Hurling with the Barrs.
Football with the Haven. People outside Cork might find Damien Cahalane’s dual commitments hard to fathom, but the man himself offers a simple explanation.
“I’d always played for Castlehaven, there was no question of a transfer down there or anything. I started off down there.
“When it came to hurling, I fell in with the Barrs because we were living in Wilton, but from an early age we’d have been going down to Castletownshend a lot — we’d be down there for the whole summer as kids, weekends and so on.
“My Dad, my uncles, both sides of the family were playing away with Castlehaven, so it was natural to play for them.
“Playing for Castlehaven, that’s what you aspire to. My Dad has three county medals and so on, so you could feel a bit worthless walking around the house without one...
“It’s what you’d dream of, growing up. I wouldn’t say it pushed me but I gravitated towards Castlehaven because of what’s gone before us, the history and so on. Four county titles mightn’t be a lot compared to Nemo or the Barrs but that’s what makes it hugely special to win it.”
The surname is a giveaway. Dad is Niall Cahalane, a man with a fair bit of history in red and white, not to mention blue and white.
“Is that added pressure? At times, it can be a name to live up to, but you want to drive yourself on too — to make your own name as well. Obviously I’m very proud of my Dad and everything he did, everything I’ve learned, I learned from him, or one of my uncles, but you want to be your own man as well.”
Any ‘we’d do 40 laps before training in our time’ talk around the breakfast table?
“Ah, there’s a bit of that, alright, but you have to brush that off. When I started doing weights he’d probably have been sceptical, for instance, but I’ve been doing them for a few years and he can see the benefit of them.”
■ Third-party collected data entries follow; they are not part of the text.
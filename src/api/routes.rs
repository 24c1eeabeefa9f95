//! API Routes
//!
//! HTTP endpoint definitions.

use std::sync::Arc;

use axum::body::Bytes;
use axum::extract::{Path, Query, State};
use axum::http::{HeaderMap, StatusCode};
use axum::routing::{get, patch, post};
use axum::{Json, Router};
use chrono::{DateTime, Utc};
use rust_decimal::Decimal;
use serde::{Deserialize, Serialize};
use sqlx::PgPool;
use uuid::Uuid;

use crate::aggregate::{
    Aggregate, PaymentProvider, RechargeStatus, Wallet, WalletLedgerEntry, WalletRecharge,
};
use crate::error::AppError;
use crate::gateway::PaymentGatewayRegistry;
use crate::handlers::{
    CompleteRechargeCommand, CompleteRechargeHandler, DeactivateWalletCommand,
    DeactivateWalletHandler, PayLectureCommand, PayLectureHandler, ReactivateWalletCommand,
    ReactivateWalletHandler, RechargeWalletCommand, RechargeWalletHandler,
};
use crate::store::{RechargeStore, WalletStore};

/// Shared state handed to every route
#[derive(Clone)]
pub struct AppState {
    pub pool: PgPool,
    pub gateways: Arc<PaymentGatewayRegistry>,
    /// Currency assumed when a recharge request does not name one
    pub default_currency: String,
}

// =========================================================================
// Request/Response types
// =========================================================================

const MAX_PAGE_SIZE: i64 = 100;

#[derive(Debug, Deserialize)]
pub struct PageQuery {
    #[serde(default = "default_page")]
    pub page: i64,
    #[serde(default = "default_page_size")]
    pub page_size: i64,
}

fn default_page() -> i64 {
    1
}

fn default_page_size() -> i64 {
    20
}

impl PageQuery {
    /// Normalized (limit, offset) pair for the store
    fn bounds(&self) -> (i64, i64) {
        let page_size = self.page_size.clamp(1, MAX_PAGE_SIZE);
        let page = self.page.max(1);
        (page_size, (page - 1) * page_size)
    }
}

#[derive(Debug, Serialize)]
pub struct WalletResponse {
    pub id: Uuid,
    pub student_id: Uuid,
    pub balance: Decimal,
    pub currency: String,
    pub is_active: bool,
    pub created_at: DateTime<Utc>,
    pub updated_at: DateTime<Utc>,
}

impl From<&Wallet> for WalletResponse {
    fn from(wallet: &Wallet) -> Self {
        Self {
            id: wallet.id(),
            student_id: wallet.student_id(),
            balance: wallet.balance().amount(),
            currency: wallet.currency().to_string(),
            is_active: wallet.is_active(),
            created_at: wallet.created_at(),
            updated_at: wallet.updated_at(),
        }
    }
}
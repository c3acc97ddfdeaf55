//! Store Rejections
//!
//! Every way the item store can refuse an operation. None of these reach the
//! user: the board treats each one as a silent no-op.

use super::item::ItemId;

pub type BoardResult<T> = Result<T, BoardError>;

#[derive(Debug, Clone, Copy, PartialEq, Eq)]
pub enum BoardError {
    /// A required draft field (name or image) is blank
    MissingField(&'static str),
    /// No stored item has this id
    UnknownItem(ItemId),
    /// `ItemId::MAX` was already handed out
    IdsExhausted,
}

impl std::fmt::Display for BoardError {
    fn fmt(&self, f: &mut std::fmt::Formatter<'_>) -> std::fmt::Result {
        match self {
            BoardError::MissingField(field) => write!(f, "{} is required", field),
            BoardError::UnknownItem(id) => write!(f, "no item with id {}", id),
            BoardError::IdsExhausted => write!(f, "item ids exhausted"),
        }
    }
}

impl std::error::Error for BoardError {}
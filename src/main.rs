//! Moodboard Frontend Entry Point

mod config;
mod page_data;
mod store;
mod context;
mod components;
mod app;

use app::App;
use leptos::prelude::*;

fn main() {
    console_error_panic_hook::set_once();

    let (config, config_error) = match page_data::load_config() {
        Ok(config) => (config, None),
        Err(e) => (config::BoardConfig::default(), Some(e)),
    };

    if let Err(e) = rolling_logger::init_logger("moodboard", config.logger_config()) {
        web_sys::console::warn_1(&format!("[MAIN] {}", e).into());
    }
    if let Some(e) = config_error {
        log::warn!("[MAIN] Ignoring window.{}: {}", page_data::CONFIG_GLOBAL, e);
    }

    mount_to_body(move || view! { <App config=config /> });
}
Cahalane Jr is doing a FETAC coach education course in Coláiste Stiofáin Naofa with a view to going back to UCC to study sports science. Down the line, the PE teaching route appeals (“With six younger brothers and sisters, I’m used to having kids around. And being in charge”).
First things first, though. Tomorrow Castlehaven take on warm favourites Dr Crokes in the Munster Club final at Páirc Uí Chaoimh. The Cork side won their semi-final by the bare minimum against Stradbally of Waterford, while Crokes had an easy win over Tipperary champions Clonmel on their way to the decider.
“I suppose in the first half against Stradbally the conditions were so bad, and we didn’t adapt to them properly,” says Cahalane. “And they played well, they stuck to their plan. We went away from what we’re good at and we kicked some stupid balls, myself including.
“The conditions were definitely the worst I ever played in — nothing to do with Clon’s pitch, which was superb — and you could say we were lucky, but you make your own luck, too. The lads followed the ball in and got the goal.
“After that we dropped our intensity levels again, but they put us to the pin of our collars. We had to work hard to get out of it, but everyone knows their job — everyone knows what they’re good at and what they’re not good at, and everyone is pulling in the same direction.
“We knew Stradbally would be good, though — they’re seasoned, 12 of the 15 starters have played for Waterford, they were a bit older and cuter, they were used to the conditions because their own county final was played on a similar day.
“My Dad was talking to one of them afterwards and they said they were disappointed not to win, that they’d come down confident they could do it.”
Castlehaven will have to be better tomorrow. They know that.
“We played Crokes a few years ago in a challenge, my first year on the senior panel, and they were good that time — they were building to what they are now, if you like.
“Now they’re at the pinnacle of club football in Munster, and beyond if you put them together with Crossmaglen. We’ll be up against it but you can throw off the shackles a bit as well. I’ve huge admiration for them because they are where they are after doing a lot of hard work.
“Colm Cooper’s a legend of the game but when you look at Dáithí Casey, Kieran O’Leary, Brian Looney — you can’t over-focus on one guy because you could get melted on the other wing. We’ll have to get the match-ups right all over the field.”
On Leeside they’re watching Cahalane’s choices next year — he started for the hurlers in 2012 but Conor Counihan is surely going to give him a call soon.
“At the moment I’m just concentrating on Castlehaven and Sunday, we’ll see after that. Hopefully we’ll get a few more weeks out of it and I’ll think about it then.”